» **EXERCISE DATA**:
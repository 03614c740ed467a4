//! Parameter-to-coefficient mapping for the momentum recurrence.
//!
//! The change-level signal follows a single-pole linear recurrence
//! `s_t = a·s_{t-1} + b·x_{t-1}` with `a = β - η·α·λ` and `b = -η·α·λ·(1-γ)`.
//! Raw mode drops the correction entirely (η = 1, β and γ held at 0), which
//! collapses both formulas to the same uncorrected step term.

use super::Mode;

// ── Correction factor ────────────────────────────────────────────────────────

/// η = (1-β)/(1-γ), or 1 in raw mode.
///
/// Unbounded as γ → 1; the non-finite value is propagated, not trapped, and
/// consumers clip or skip what they cannot plot.
pub fn eta(beta: f64, gamma: f64, mode: Mode) -> f64 {
    if mode.is_raw() {
        1.0
    } else {
        (1.0 - beta) / (1.0 - gamma)
    }
}

// ── Closed-loop pole and forcing gain ────────────────────────────────────────

/// The system pole β - η·α·λ. Single source of truth: classification, the
/// readout panel, and the locus sweep all go through here.
pub fn pole(alpha: f64, beta: f64, gamma: f64, eigval: f64, mode: Mode) -> f64 {
    beta - eta(beta, gamma, mode) * alpha * eigval
}

/// Forcing gain on the accumulated error term.
pub fn gain(alpha: f64, beta: f64, gamma: f64, eigval: f64, mode: Mode) -> f64 {
    let eal = eta(beta, gamma, mode) * alpha * eigval;
    if mode.is_raw() {
        -eal
    } else {
        -eal * (1.0 - gamma)
    }
}

// ── Classification ───────────────────────────────────────────────────────────

/// Qualitative labels for the single-pole view: |pole| < 1 decays, and a
/// negative pole alternates sign step to step (highpass).
#[derive(Clone, Copy, PartialEq, Eq, Debug)]
pub struct Classification {
    pub stable: bool,
    pub highpass: bool,
}

pub fn classify(pole: f64) -> Classification {
    Classification {
        stable: pole.abs() < 1.0,
        highpass: pole < 0.0,
    }
}

// ── Second-order (Jury) coefficients ─────────────────────────────────────────

/// Coefficients (a1, a0) of the characteristic polynomial z² - a1·z + a0 of
/// the coupled (s, x) system: a1 = 1 + pole, a0 = pole + η·α·λ·(1-γ).
///
/// With β = γ = 0 in raw mode the pole is exactly -η·α·λ and a0 cancels to 0.
pub fn jury_coeffs(pole: f64, eta: f64, alpha: f64, eigval: f64, gamma: f64) -> (f64, f64) {
    let a1 = 1.0 + pole;
    let a0 = pole + eta * alpha * eigval * (1.0 - gamma);
    (a1, a0)
}

// ── Preset γ formulas ────────────────────────────────────────────────────────

/// β → γ for the β-pure presets. `None` for modes where γ is not a function
/// of β alone (free editing, the closed-loop optimal value, raw's forced 0).
///
/// The SFUN formula leaves the real line for β > 1; the NaN is the caller's
/// signal that no valid preset value exists there.
pub fn preset_gamma(beta: f64, mode: Mode) -> Option<f64> {
    match mode {
        Mode::HeavyBall => Some(0.0),
        Mode::Nesterov => Some(beta / (1.0 + beta)),
        Mode::Sfun => Some(1.0 - (2.0 * (1.0 - beta)).sqrt()),
        _ => None,
    }
}

/// The closed-loop "optimal" γ = -0.9·(1-β)/(η·α·λ). Unlike the presets
/// above this depends on the current α, so it is applied inside the update
/// cycle (with one follow-up bounds/α recompute), not at selection time.
pub fn optimal_gamma(beta: f64, eta: f64, alpha: f64, eigval: f64) -> f64 {
    -0.9 * (1.0 - beta) / (eta * alpha * eigval)
}
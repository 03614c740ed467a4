pub mod bounds;
pub mod coeff;
pub mod locus;
pub mod roots;
pub mod sim;

/// Coefficient regime. Exactly one is active at a time; the β-pure presets
/// (`HeavyBall`, `Nesterov`, `Sfun`) lock γ to a function of β, `Optimal`
/// locks γ to the closed-loop value recomputed in the update cycle, and
/// `Raw` forces β = γ = 0 and switches to the uncorrected formula set.
#[derive(Clone, Copy, PartialEq, Eq, Debug)]
pub enum Mode {
    Free,
    HeavyBall,
    Nesterov,
    Sfun,
    Optimal,
    Raw,
}

impl Mode {
    pub fn all() -> &'static [Mode] {
        &[
            Mode::Free,
            Mode::HeavyBall,
            Mode::Nesterov,
            Mode::Sfun,
            Mode::Optimal,
            Mode::Raw,
        ]
    }

    pub fn title(&self) -> &str {
        match self {
            Mode::Free => " Free ",
            Mode::HeavyBall => " Heavy-ball ",
            Mode::Nesterov => " Nesterov ",
            Mode::Sfun => " SFUN ",
            Mode::Optimal => " Optimal ",
            Mode::Raw => " Raw ",
        }
    }

    pub fn index(&self) -> usize {
        match self {
            Mode::Free => 0,
            Mode::HeavyBall => 1,
            Mode::Nesterov => 2,
            Mode::Sfun => 3,
            Mode::Optimal => 4,
            Mode::Raw => 5,
        }
    }

    pub fn is_raw(&self) -> bool {
        matches!(self, Mode::Raw)
    }
}

/// Input driving the recurrence: a unit step held from t = 0, or a unit
/// impulse at t = 0 only.
#[derive(Clone, Copy, PartialEq, Eq, Debug)]
pub enum InputKind {
    Step,
    Impulse,
}

impl InputKind {
    pub fn label(&self) -> &str {
        match self {
            InputKind::Step => "step",
            InputKind::Impulse => "impulse",
        }
    }

    pub fn toggle(&self) -> InputKind {
        match self {
            InputKind::Step => InputKind::Impulse,
            InputKind::Impulse => InputKind::Step,
        }
    }
}

/// The full parameter state. Everything downstream (coefficients, bounds,
/// simulation, locus) is a pure function of one of these.
#[derive(Clone, Copy, Debug)]
pub struct Params {
    pub beta: f64,
    pub gamma: f64,
    pub eigval: f64,
    pub alpha: f64,
    pub input: InputKind,
    pub mode: Mode,
}

impl Params {
    pub fn new() -> Self {
        Self {
            beta: 0.9,
            gamma: 0.0,
            eigval: 1.0,
            alpha: 0.05,
            input: InputKind::Step,
            mode: Mode::Free,
        }
    }
}

impl Default for Params {
    fn default() -> Self {
        Self::new()
    }
}
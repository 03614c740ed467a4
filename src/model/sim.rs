//! Discrete-time simulation of the change-level model:
//!
//!   s_t = a·s_{t-1} + b·x_{t-1}
//!   x_t = s_t + x_{t-1}
//!
//! x is the accumulated error against the target w* = 1 (so x starts at -1)
//! and s is the per-step change. A step input is represented entirely by
//! that initial offset; an impulse pins x_{t-1} to -1 at t = 0 and 0 after.

use rand::Rng;

use super::{coeff, InputKind, Mode};

/// Injected noise level. Held at zero: the generator below is carried as a
/// utility but the simulated system is deterministic.
const NOISE_STD: f64 = 0.0;

/// One Gaussian draw (mean 0, std 1) via Box-Muller.
fn randn<R: Rng>(rng: &mut R) -> f64 {
    let mut u = 0.0;
    let mut v = 0.0;
    while u == 0.0 {
        u = rng.gen::<f64>();
    }
    while v == 0.0 {
        v = rng.gen::<f64>();
    }
    (-2.0 * u.ln()).sqrt() * (2.0 * std::f64::consts::PI * v).cos()
}

/// Gaussian noise with the given mean and std.
pub fn gaussian_noise(mean: f64, std: f64) -> f64 {
    randn(&mut rand::thread_rng()) * std + mean
}

/// Simulation output: the error and change sequences plus the coefficients
/// they were produced with.
#[derive(Clone, Debug)]
pub struct Response {
    pub xs: Vec<f64>,
    pub ss: Vec<f64>,
    pub a: f64,
    pub b: f64,
}

/// Run the recurrence for `steps` iterations. Pure: identical inputs give
/// identical output, and each call starts from the fixed initial state.
pub fn simulate(
    beta: f64,
    gamma: f64,
    eigval: f64,
    alpha: f64,
    input: InputKind,
    steps: usize,
    mode: Mode,
) -> Response {
    let a = coeff::pole(alpha, beta, gamma, eigval, mode);
    let b = coeff::gain(alpha, beta, gamma, eigval, mode);

    let w_star = 1.0;
    let mut s_prev = 0.0;
    let mut x_prev = -w_star;
    let mut xs = Vec::with_capacity(steps);
    let mut ss = Vec::with_capacity(steps);

    for t in 0..steps {
        if input == InputKind::Impulse {
            x_prev = if t == 0 { -w_star } else { 0.0 };
        }
        let n_t = if NOISE_STD > 0.0 {
            gaussian_noise(0.0, NOISE_STD)
        } else {
            0.0
        };
        let s_t = a * s_prev + b * (x_prev + n_t);
        let x_t = s_t + x_prev;
        xs.push(x_t);
        ss.push(s_t);
        s_prev = s_t;
        x_prev = x_t;
    }

    Response { xs, ss, a, b }
}

#[cfg(test)]
mod tests {
    use super::*;

    #[test]
    fn zero_alpha_has_no_dynamics() {
        let r = simulate(0.0, 0.0, 1.0, 0.0, InputKind::Step, 5, Mode::Free);
        assert_eq!(r.a, 0.0);
        assert_eq!(r.b, 0.0);
        assert_eq!(r.xs, vec![-1.0; 5]);
        assert_eq!(r.ss, vec![0.0; 5]);
    }

    #[test]
    fn lengths_match_step_count() {
        let r = simulate(0.9, 0.3, 1.0, 0.05, InputKind::Step, 220, Mode::Free);
        assert_eq!(r.xs.len(), 220);
        assert_eq!(r.ss.len(), 220);
    }

    #[test]
    fn stable_step_response_decays() {
        // well inside the stable lowpass region: the error shrinks from -1
        let r = simulate(0.9, 0.0, 1.0, 0.05, InputKind::Step, 220, Mode::Free);
        assert!(r.a.abs() < 1.0);
        let tail = r.xs[219].abs();
        assert!(tail < 0.05, "error failed to decay: tail={tail}");
    }

    #[test]
    fn impulse_pins_prior_state_after_t0() {
        // once x_{t-1} is pinned to 0 the change decays geometrically by the
        // pole, and the error tracks the change exactly
        let r = simulate(0.0, 0.0, 1.0, 0.1, InputKind::Impulse, 6, Mode::Free);
        assert!((r.ss[0] - (-r.b)).abs() < 1e-15);
        for t in 1..6 {
            assert!((r.ss[t] - r.a * r.ss[t - 1]).abs() < 1e-15, "t={t}");
            assert_eq!(r.xs[t], r.ss[t], "t={t}");
        }
    }

    #[test]
    fn repeated_runs_are_identical() {
        let a = simulate(0.8, 0.2, 1.5, 0.07, InputKind::Step, 120, Mode::Free);
        let b = simulate(0.8, 0.2, 1.5, 0.07, InputKind::Step, 120, Mode::Free);
        assert_eq!(a.xs, b.xs);
        assert_eq!(a.ss, b.ss);
    }

    #[test]
    fn raw_mode_uses_uncorrected_coefficients() {
        let r = simulate(0.0, 0.0, 1.0, 0.2, InputKind::Step, 10, Mode::Raw);
        assert_eq!(r.a, -0.2);
        assert_eq!(r.b, -0.2);
    }
}
//! Characteristic-polynomial root solver for z² - a1·z + a0.

use num_complex::Complex64;

/// The two roots plus the Jury verdict. Root 1 takes the + branch of the
/// discriminant; for a negative discriminant the pair is conjugate with
/// root 1 carrying the positive imaginary part.
#[derive(Clone, Copy, Debug)]
pub struct CharRoots {
    pub root1: Complex64,
    pub root2: Complex64,
    pub stable: bool,
}

pub fn solve_characteristic(a1: f64, a0: f64) -> CharRoots {
    let disc = a1 * a1 - 4.0 * a0;
    let (root1, root2) = if disc >= 0.0 {
        let sq = disc.sqrt();
        (
            Complex64::new((a1 + sq) / 2.0, 0.0),
            Complex64::new((a1 - sq) / 2.0, 0.0),
        )
    } else {
        let re = a1 / 2.0;
        let im = (-disc).sqrt() / 2.0;
        (Complex64::new(re, im), Complex64::new(re, -im))
    };
    CharRoots {
        root1,
        root2,
        stable: jury_stable(a1, a0),
    }
}

/// Jury test for a 2nd-order discrete system, necessary and sufficient for
/// both roots of z² - a1·z + a0 to lie inside the unit circle.
///
/// Stricter than the single-pole |pole| < 1 check: the two views model the
/// same physical system at different orders and are allowed to disagree.
pub fn jury_stable(a1: f64, a0: f64) -> bool {
    (1.0 + a1 + a0) > 0.0 && (1.0 - a1 + a0) > 0.0 && a0.abs() < 1.0
}
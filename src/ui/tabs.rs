use ratatui::prelude::*;
use ratatui::widgets::*;

use crate::app::App;
use crate::model::Mode;

pub fn render_tabs(frame: &mut Frame, app: &App, area: Rect) {
    let titles: Vec<Line> = Mode::all()
        .iter()
        .map(|m| {
            let style = if *m == app.params.mode {
                Style::default()
                    .fg(Color::Rgb(255, 220, 80))
                    .add_modifier(Modifier::BOLD)
            } else {
                Style::default().fg(Color::Rgb(120, 120, 140))
            };
            Line::from(Span::styled(m.title(), style))
        })
        .collect();

    let tabs = Tabs::new(titles)
        .block(
            Block::default()
                .borders(Borders::ALL)
                .border_style(Style::default().fg(Color::Rgb(60, 150, 200)))
                .border_type(BorderType::Rounded)
                .title(" polescope ")
                .title_style(
                    Style::default()
                        .fg(Color::Rgb(200, 120, 255))
                        .add_modifier(Modifier::BOLD),
                ),
        )
        .select(app.params.mode.index())
        .style(Style::default().fg(Color::White))
        .highlight_style(
            Style::default()
                .fg(Color::Rgb(255, 220, 80))
                .add_modifier(Modifier::BOLD),
        )
        .divider(Span::styled(" │ ", Style::default().fg(Color::Rgb(60, 60, 80))));

    frame.render_widget(tabs, area);
}
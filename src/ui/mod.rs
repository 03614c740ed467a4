pub mod panel;
pub mod plots;
pub mod tabs;

use ratatui::prelude::*;

use crate::app::{App, View};

pub fn render(frame: &mut Frame, app: &App) {
    let chunks = Layout::default()
        .direction(Direction::Vertical)
        .constraints([
            Constraint::Length(3), // Mode bar
            Constraint::Length(5), // Readouts
            Constraint::Min(8),    // Plots
            Constraint::Length(1), // Help
        ])
        .split(frame.area());

    tabs::render_tabs(frame, app, chunks[0]);
    panel::render_panel(frame, app, chunks[1]);

    match app.view {
        View::Overview => {
            let cols = Layout::default()
                .direction(Direction::Horizontal)
                .constraints([Constraint::Percentage(50), Constraint::Percentage(50)])
                .split(chunks[2]);
            let right = Layout::default()
                .direction(Direction::Vertical)
                .constraints([Constraint::Percentage(55), Constraint::Percentage(45)])
                .split(cols[1]);
            plots::render_response(frame, app, cols[0]);
            plots::render_root_plane(frame, app, right[0]);
            plots::render_pole_axis(frame, app, right[1]);
        }
        View::Response => plots::render_response(frame, app, chunks[2]),
        View::RootLocus => plots::render_root_plane(frame, app, chunks[2]),
        View::PoleAxis => plots::render_pole_axis(frame, app, chunks[2]),
    }

    render_help(frame, chunks[3]);
}

fn render_help(frame: &mut Frame, area: Rect) {
    let help = Line::from(vec![
        Span::styled(
            " ←→ param  ↑↓ adjust  1-6 mode  i input  space sweep  r reset  Tab view  q quit",
            Style::default().fg(Color::Rgb(100, 100, 130)),
        ),
    ]);
    frame.render_widget(ratatui::widgets::Paragraph::new(help), area);
}
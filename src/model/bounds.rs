//! Admissible step-size range and the lowpass/highpass crossover.

use super::{coeff, Mode};

/// α = 0 is disallowed: zero gain makes the forcing path degenerate.
const ALPHA_FLOOR: f64 = 1e-10;

/// Raw mode's crossover is a fixed tuning constant, not derived.
const RAW_CROSSOVER: f64 = 0.33;

/// Safety margin keeping sweeps off the exact pole = -1 boundary.
const HP_SAFETY: f64 = 0.99;

/// Collapse guard threshold for a zero-width range.
const COLLAPSE_EPS: f64 = 1e-8;

/// Step-size bounds for the current (β, γ, λ, mode).
///
/// `a_max_lp` is where the pole changes sign (lowpass below, highpass above);
/// `a_max` is the theoretical stability boundary (pole = -1) and
/// `a_max_hp_safe` the margined bound used for slider ranges and sweeps.
#[derive(Clone, Copy, Debug)]
pub struct StabilityRange {
    pub a_min: f64,
    pub a_max: f64,
    pub eta: f64,
    pub a_max_lp: f64,
    pub a_max_hp_safe: f64,
}

pub fn stability_range(beta: f64, gamma: f64, eigval: f64, mode: Mode) -> StabilityRange {
    let eta = coeff::eta(beta, gamma, mode);
    let a_min = ALPHA_FLOOR;
    let a_max_lp = if mode.is_raw() {
        RAW_CROSSOVER / eigval
    } else {
        beta / (eta * eigval)
    };
    let mut a_max = (1.0 + beta) / (eta * eigval);
    let a_max_hp_safe = HP_SAFETY * a_max;
    if (a_max - a_min).abs() < COLLAPSE_EPS {
        a_max = a_min + 1.0;
    }
    StabilityRange {
        a_min,
        a_max,
        eta,
        a_max_lp,
        a_max_hp_safe,
    }
}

» **HOW TO COMPLETE THIS TASK**:
Quote only the stretch of lines that starts the data above and ends with the line containing "uncorrected step term.", both included.

» **SOLUTION TO THIS EXERCISE**:
repository 03614c740ed467a4
//! Parameter-to-coefficient mapping for the momentum recurrence.
//!
//! The change-level signal follows a single-pole linear recurrence
//! `s_t = a·s_{t-1} + b·x_{t-1}` with `a = β - η·α·λ` and `b = -η·α·λ·(1-γ)`.
//! Raw mode drops the correction entirely (η = 1, β and γ held at 0), which
//! collapses both formulas to the same uncorrected step term.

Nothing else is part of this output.